[Stored items]

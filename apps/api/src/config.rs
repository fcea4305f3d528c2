use anyhow::{Context, Result};

/// Application configuration loaded from environment variables.
/// Fails at startup if required variables are missing.
#[derive(Debug, Clone)]
pub struct Config {
    pub inference_api_base: String,
    pub inference_api_token: String,
    pub port: u16,
    pub rust_log: String,
    /// Seconds a finished job (result or failure) stays queryable before the
    /// eviction sweep removes it.
    pub job_ttl_secs: u64,
    /// Bounded per-subscriber frame queue depth. The pipeline only ever emits
    /// eight checkpoint frames, so overflow means a stuck consumer.
    pub subscriber_buffer: usize,
}

impl Config {
    pub fn from_env() -> Result<Self> {
        dotenvy::dotenv().ok(); // load .env if present; ignore if missing

        Ok(Config {
            inference_api_base: std::env::var("INFERENCE_API_BASE")
                .unwrap_or_else(|_| "https://api-inference.huggingface.co".to_string()),
            inference_api_token: require_env("INFERENCE_API_TOKEN")?,
            port: std::env::var("PORT")
                .unwrap_or_else(|_| "8080".to_string())
                .parse::<u16>()
                .context("PORT must be a valid port number")?,
            rust_log: std::env::var("RUST_LOG").unwrap_or_else(|_| "info".to_string()),
            job_ttl_secs: std::env::var("JOB_TTL_SECS")
                .unwrap_or_else(|_| "900".to_string())
                .parse::<u64>()
                .context("JOB_TTL_SECS must be a number of seconds")?,
            subscriber_buffer: std::env::var("SUBSCRIBER_BUFFER")
                .unwrap_or_else(|_| "32".to_string())
                .parse::<usize>()
                .context("SUBSCRIBER_BUFFER must be a positive integer")?,
        })
    }
}

fn require_env(key: &str) -> Result<String> {
    std::env::var(key).with_context(|| format!("Required environment variable '{key}' is not set"))
}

**Task statement:** After going through the entries, say how many lines contain the string "environment". Nothing else belongs in the reply.

**Written answer:** 2